• Your goal: Using the entries that follow, establish how many lines contain the word "split" and give only that figure.

(Collected data)
//! `[compiler]` section configuration.
//!
//! # Example
//!
//! ```toml
//! [compiler]
//! path = "pdflatex"          # executable name (resolved via PATH) or path
//! args = ["-shell-escape"]   # extra arguments, placed before the input file
//! ```

use std::path::PathBuf;

use serde::{Deserialize, Serialize};

/// External compiler settings.
#[derive(Debug, Clone, Serialize, Deserialize)]
#[serde(default)]
pub struct CompilerConfig {
    /// Compiler executable.
    pub path: String,

    /// Extra arguments.
    pub args: Vec<String>,
}

impl Default for CompilerConfig {
    fn default() -> Self {
        Self {
            path: "pdflatex".to_string(),
            args: Vec::new(),
        }
    }
}

impl CompilerConfig {
    /// Executable with `~` expanded.
    pub fn program(&self) -> PathBuf {
        PathBuf::from(shellexpand::tilde(&self.path).into_owned())
    }

    /// Locate the executable on `PATH` (or check an explicit path).
    pub fn locate(&self) -> Option<PathBuf> {
        which::which(self.program()).ok()
    }
}

#[cfg(test)]
mod tests {
    use crate::config::test_parse_config;

    #[test]
    fn test_compiler_defaults() {
        let config = test_parse_config("");
        assert_eq!(config.compiler.path, "pdflatex");
        assert!(config.compiler.args.is_empty());
    }

    #[test]
    fn test_compiler_override() {
        let config =
            test_parse_config("[compiler]\npath = \"lualatex\"\nargs = [\"-shell-escape\"]");
        assert_eq!(config.compiler.path, "lualatex");
        assert_eq!(config.compiler.args, vec!["-shell-escape".to_string()]);
    }

    #[test]
    fn test_program_tilde_expansion() {
        let config = test_parse_config("[compiler]\npath = \"~/texlive/bin/pdflatex\"");
        let program = config.compiler.program();
        assert!(!program.to_string_lossy().starts_with('~') || std::env::var_os("HOME").is_none());
        assert!(program.ends_with("texlive/bin/pdflatex"));
    }

    #[test]
    fn test_locate_missing_compiler() {
        let config = test_parse_config("[compiler]\npath = \"texmex-no-such-compiler\"");
        assert!(config.compiler.locate().is_none());
    }
}
//! URL routing for the preview server.

use tiny_http::Method;

use crate::core::SessionId;

#[derive(Debug, Clone, Copy, PartialEq, Eq)]
pub enum Route {
    /// `GET /` - list of open sessions
    Index,
    /// `GET /preview/<id>` - render surface page
    Preview(SessionId),
    /// `GET /preview/<id>/document.pdf` - current on-disk artifact
    Artifact(SessionId),
    /// `POST /api/open`
    Open,
    /// `POST /api/change`
    Change,
    /// `POST /api/close`
    Close,
    /// Known path, wrong method
    MethodNotAllowed,
    NotFound,
}

impl Route {
    pub fn resolve(method: &Method, url: &str) -> Self {
        let path = url.split(['?', '#']).next().unwrap_or_default();
        let segments: Vec<&str> = path.split('/').filter(|s| !s.is_empty()).collect();
        let read = matches!(method, Method::Get | Method::Head);
        let post = matches!(method, Method::Post);

        let route = match segments.as_slice() {
            [] => Self::Index,
            ["preview", id] => match id.parse() {
                Ok(id) => Self::Preview(id),
                Err(_) => return Self::NotFound,
            },
            ["preview", id, "document.pdf"] => match id.parse() {
                Ok(id) => Self::Artifact(id),
                Err(_) => return Self::NotFound,
            },
            ["api", "open"] => Self::Open,
            ["api", "change"] => Self::Change,
            ["api", "close"] => Self::Close,
            _ => return Self::NotFound,
        };

        let allowed = match route {
            Self::Index | Self::Preview(_) | Self::Artifact(_) => read,
            _ => post,
        };
        if allowed {
            route
        } else {
            Self::MethodNotAllowed
        }
    }
}
//! Request handlers: session pages and the control API.
//!
//! Handlers run on the HTTP thread pool and talk to the pipeline actor with
//! blocking sends and oneshot replies.

use std::net::SocketAddr;
use std::path::PathBuf;
use std::sync::Arc;

use anyhow::{Context, Result};
use serde::{Deserialize, Serialize};
use tiny_http::Request;
use tokio::sync::{mpsc, oneshot};

use super::response::{
    respond_bad_request, respond_html, respond_json, respond_no_content, respond_not_found,
    respond_pdf, respond_unavailable,
};
use crate::actor::messages::{PipelineMsg, SessionInfo};
use crate::config::TexmexConfig;
use crate::core::SessionId;
use crate::embed::serve::{INDEX_HTML, IndexVars, PREVIEW_HTML, PreviewVars};
use crate::utils::html::escape;

/// Shared state of the request handlers.
pub struct ServeContext {
    pub config: Arc<TexmexConfig>,
    pub addr: SocketAddr,
    pub pipeline_tx: mpsc::Sender<PipelineMsg>,
}

#[derive(Debug, Deserialize)]
struct OpenRequest {
    path: PathBuf,
    text: Option<String>,
}

#[derive(Debug, Serialize)]
struct OpenResponse {
    session: String,
    url: String,
    reused: bool,
}

#[derive(Debug, Deserialize)]
struct ChangeRequest {
    path: PathBuf,
    text: String,
}

#[derive(Debug, Deserialize)]
struct CloseRequest {
    path: PathBuf,
}

impl ServeContext {
    /// Send and wait for the reply. `None` when the pipeline is gone.
    fn ask<T>(&self, build: impl FnOnce(oneshot::Sender<T>) -> PipelineMsg) -> Option<T> {
        let (tx, rx) = oneshot::channel();
        self.pipeline_tx.blocking_send(build(tx)).ok()?;
        rx.blocking_recv().ok()
    }

    fn preview_url(&self, session: SessionId) -> String {
        format!("http://{}/preview/{}", self.addr, session)
    }

    pub fn index(&self, request: Request) -> Result<()> {
        let Some(sessions) = self.ask(PipelineMsg::List) else {
            return respond_unavailable(request);
        };

        let rows = if sessions.is_empty() {
            "    <li class=\"empty\">No open documents</li>".to_string()
        } else {
            sessions.iter().map(index_row).collect::<Vec<_>>().join("\n")
        };

        respond_html(
            request,
            INDEX_HTML.render(&IndexVars {
                version: env!("CARGO_PKG_VERSION"),
                rows,
            }),
        )
    }

    pub fn preview(&self, request: Request, session: SessionId) -> Result<()> {
        let Some(info) = self.lookup(session) else {
            return respond_not_found(request, "404 No such preview");
        };

        let body = PREVIEW_HTML.render(&PreviewVars {
            session: session.to_string(),
            title: document_name(&info),
            ws_port: super::get_actual_ws_port(),
        });
        respond_html(request, body)
    }

    pub fn artifact(&self, request: Request, session: SessionId) -> Result<()> {
        let Some(info) = self.lookup(session) else {
            return respond_not_found(request, "404 No such preview");
        };
        match std::fs::read(&info.artifact) {
            Ok(bytes) => respond_pdf(request, bytes),
            Err(_) => respond_not_found(request, "404 No PDF compiled yet"),
        }
    }

    pub fn open(&self, mut request: Request) -> Result<()> {
        let body: OpenRequest = match read_json(&mut request) {
            Ok(body) => body,
            Err(e) => return respond_bad_request(request, &format!("{e:#}")),
        };
        let document = self.config.resolve_document(&body.path);

        let reply = self.ask(|reply| PipelineMsg::Open {
            document,
            text: body.text,
            reply: Some(reply),
        });
        match reply {
            Some(Ok(opened)) => respond_json(
                request,
                &OpenResponse {
                    session: opened.session.to_string(),
                    url: self.preview_url(opened.session),
                    reused: opened.reused,
                },
            ),
            Some(Err(message)) => respond_bad_request(request, &message),
            None => respond_unavailable(request),
        }
    }

    pub fn change(&self, mut request: Request) -> Result<()> {
        let body: ChangeRequest = match read_json(&mut request) {
            Ok(body) => body,
            Err(e) => return respond_bad_request(request, &format!("{e:#}")),
        };
        let msg = PipelineMsg::Change {
            document: self.config.resolve_document(&body.path),
            text: body.text,
        };
        if self.pipeline_tx.blocking_send(msg).is_err() {
            return respond_unavailable(request);
        }
        respond_no_content(request)
    }

    pub fn close(&self, mut request: Request) -> Result<()> {
        let body: CloseRequest = match read_json(&mut request) {
            Ok(body) => body,
            Err(e) => return respond_bad_request(request, &format!("{e:#}")),
        };
        let document = self.config.resolve_document(&body.path);

        match self.ask(|reply| PipelineMsg::Close {
            document,
            reply: Some(reply),
        }) {
            Some(true) => respond_no_content(request),
            Some(false) => respond_not_found(request, "404 Document is not open"),
            None => respond_unavailable(request),
        }
    }

    fn lookup(&self, session: SessionId) -> Option<SessionInfo> {
        self.ask(|reply| PipelineMsg::Lookup { session, reply })
            .flatten()
    }
}

fn read_json<T: serde::de::DeserializeOwned>(request: &mut Request) -> Result<T> {
    let mut body = String::new();
    request
        .as_reader()
        .read_to_string(&mut body)
        .context("failed to read request body")?;
    serde_json::from_str(&body).context("invalid request body")
}

fn document_name(info: &SessionInfo) -> String {
    info.document.file_name().map_or_else(
        || info.document.display().to_string(),
        |n| n.to_string_lossy().into_owned(),
    )
}

fn index_row(info: &SessionInfo) -> String {
    format!(
        "    <li><a href=\"/preview/{}\" title=\"{}\">{}</a><span class=\"view\">{}</span></li>",
        info.id,
        escape(&info.document.display().to_string()),
        escape(&document_name(info)),
        info.view,
    )
}

#[cfg(test)]
mod tests {
    use super::*;
    use std::path::Path;

    fn info(path: &str) -> SessionInfo {
        let document = PathBuf::from(path);
        SessionInfo {
            id: SessionId::for_document(&document),
            artifact: PathBuf::from("/tmp/x/temp.pdf"),
            document,
            view: "artifact",
        }
    }

    #[test]
    fn test_index_row_escapes_name() {
        let row = index_row(&info("/doc/a&b.tex"));
        assert!(row.contains("a&amp;b.tex"));
        assert!(row.contains(&format!(
            "/preview/{}",
            SessionId::for_document(Path::new("/doc/a&b.tex"))
        )));
        assert!(row.contains("artifact"));
    }

    #[test]
    fn test_request_bodies() {
        let open: OpenRequest = serde_json::from_str(r#"{"path":"main.tex"}"#).unwrap();
        assert_eq!(open.path, PathBuf::from("main.tex"));
        assert!(open.text.is_none());

        let change: ChangeRequest =
            serde_json::from_str(r#"{"path":"main.tex","text":"\\section{A}"}"#).unwrap();
        assert_eq!(change.text, "\\section{A}");

        assert!(serde_json::from_str::<ChangeRequest>(r#"{"path":"main.tex"}"#).is_err());
    }

    #[test]
    fn test_open_response_shape() {
        let body = serde_json::to_value(OpenResponse {
            session: "0011223344556677".into(),
            url: "http://127.0.0.1:5280/preview/0011223344556677".into(),
            reused: true,
        })
        .unwrap();
        assert_eq!(body["session"], "0011223344556677");
        assert_eq!(body["reused"], true);
    }
}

• Worked solution: 2